Che ruolo gioca l’ironia nel far riflettere chi ti legge o ascolta?
«Chiaramente l’ironia non è l’unica strada verso la riflessione, ce ne sono tante e altrettanto valide, ma credo che utilizzare l’umorismo per comunicare temi complessi sia una strategia vincente. L’ironia se usata bene può essere uno strumento molto potente e giocare un ruolo importante nella riflessione. Perché è come se i neuroni prendessero l’autostrada invece che la strada urbana, mentre tu sei lì che ti pieghi in due dalle risate, il tuo cervello sotto sotto ragiona, e lo fa senza che tu neanche te ne accorga. È un mezzo per alleggerire un bagaglio troppo pesante senza togliere elementi dalla valigia. Per citare Hannah Gadsby: “La risata non è la nostra medicina. Le storie sono la nostra cura. La risata è solo il miele che addolcisce l’amaro della medicina”.»
E si può ridere della disabilità?
«Sono convinta che si possa fare umorismo su tutto, ma bisogna saperlo fare, e la disabilità non è esente da questo. Semplicemente l’umorismo, come ogni tipo di comunicazione, è figlio del suo tempo, e ciò che ci faceva ridere vent’anni fa adesso non ha più lo stesso effetto. Soprattutto il fatto che per troppo tempo voci appartenenti a gruppi marginalizzati sono rimaste inascoltate, ha lasciato proliferare un umorismo molto affine alla derisione corporea. A mio avviso è giusto che l’umorismo si adegui ai cambi generazionali, che non vuol dire che di certe cose non si possa ridere, semplicemente bisogna conoscere l’argomento e interrogarsi su quale messaggio si vuole dare.»

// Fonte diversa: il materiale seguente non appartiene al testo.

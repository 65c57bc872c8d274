//! # u-tsp
//!
//! Euclidean traveling salesman heuristics: a nearest-neighbor
//! construction followed by interchangeable improvers that all work over a
//! precomputed pairwise distance matrix.
//!
//! ## Modules
//!
//! - [`models`] — Domain model types (City, Tour)
//! - [`distance`] — Symmetric distance matrix keyed by city id
//! - [`evaluation`] — Tour length and 2-opt deltas with infinity propagation
//! - [`constructive`] — Nearest-neighbor construction
//! - [`local_search`] — 2-opt descent
//! - [`tabu`] — Tabu Search over the 2-opt neighborhood
//! - [`sa`] — Simulated Annealing with geometric cooling
//! - [`optimizer`] — The [`TourOptimizer`](optimizer::TourOptimizer) strategy trait
//! - [`report`] — Timed run records and the comparison table
//! - [`io`] — Coordinate file parsing
//!
//! ## Example
//!
//! ```
//! use u_tsp::constructive::nearest_neighbor;
//! use u_tsp::distance::DistanceMatrix;
//! use u_tsp::io::parse_coordinates;
//! use u_tsp::local_search::TwoOptConfig;
//! use u_tsp::report::RunComparator;
//! use u_tsp::sa::SaConfig;
//! use u_tsp::tabu::TabuConfig;
//!
//! let cities = parse_coordinates("1 0 0\n2 0 1\n3 1 1\n4 1 0\n5 0.5 2\n".as_bytes()).unwrap();
//! let dm = DistanceMatrix::from_cities(&cities);
//! let (initial, _) = nearest_neighbor(&dm, dm.ids(), None).unwrap();
//!
//! let mut comparator = RunComparator::new();
//! comparator.run(&TwoOptConfig::default(), &dm, &initial).unwrap();
//! comparator.run(&TabuConfig::default().with_max_iterations(10), &dm, &initial).unwrap();
//! comparator.run(&SaConfig::default().with_seed(42), &dm, &initial).unwrap();
//! assert_eq!(comparator.records().len(), 3);
//! ```

pub mod constructive;
pub mod distance;
pub mod error;
pub mod evaluation;
pub mod io;
pub mod local_search;
pub mod models;
pub mod optimizer;
pub mod report;
pub mod sa;
pub mod tabu;

pub use error::{ConfigError, TspError};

Una delle tue battaglie riguarda il cambio di narrazione nei confronti della disabilità. A cosa si dovrebbe prestare più attenzione? Evitare e mettere, invece, in risalto?
«È importante mettersi in ascolto. Cambiare la narrazione significa smantellare stereotipi che esistono da molto tempo, e questo non possiamo farlo in un giorno. È necessario continuare a informare e spingere per un cambiamento su quei canali in grado di agire sul collettivo, come la scuola, i mass media e i prodotti audiovisivi. Per farlo però è necessario coinvolgere i diretti interessati, solo così potremo avere davvero una narrazione plurale e non stereotipata. Per citare il noto slogan: “Nothing about us without us!”.»
Uno stereotipo diffuso e una forma di abilismo poco considerata è quella intellettuale, ovvero le persone con disabilità ottengono un lavoro o avanzano nella loro posizione sociale non perché se lo siano guadagnato, maturando nel tempo competenze e strumenti adeguati, ma in virtù del loro “intenerire”. Hai avuto esperienza a riguardo?
«Questa è una convinzione abbastanza comune, e sì, ne ho fatta esperienza, soprattutto durante la mia formazione universitaria. Quando ottenevo buoni voti agli esami c’erano persone convinte che non li avessi meritati, ma che in realtà io fossi “favorita” in quanto persona con disabilità, che in qualche modo la mia disabilità intenerisse i professori. Non ti dico la rabbia! Considerando poi che sui libri ci passavo notti intere.»
Qual è il tuo punto di vista in proposito?
«C’è questa idea radicata che le persone disabili non siano in grado contribuire attivamente alla società, che non possano garantire un’adeguata produttività. Questo si riflette in diversi settori. Sono certa che molte persone con disabilità abbiano sperimentato questo pregiudizio, ed è molto frustrante. Può indurre le persone a credere di non essere mai abbastanza, di dover dare sempre di più per essere prese sul serio. È estenuante. Per questo è importante che certi stereotipi vengano smantellati.»
Un consiglio per coloro che si prendono troppo sul serio?
«Gente, la vita è troppo breve per prendersi eccessivamente sul serio!»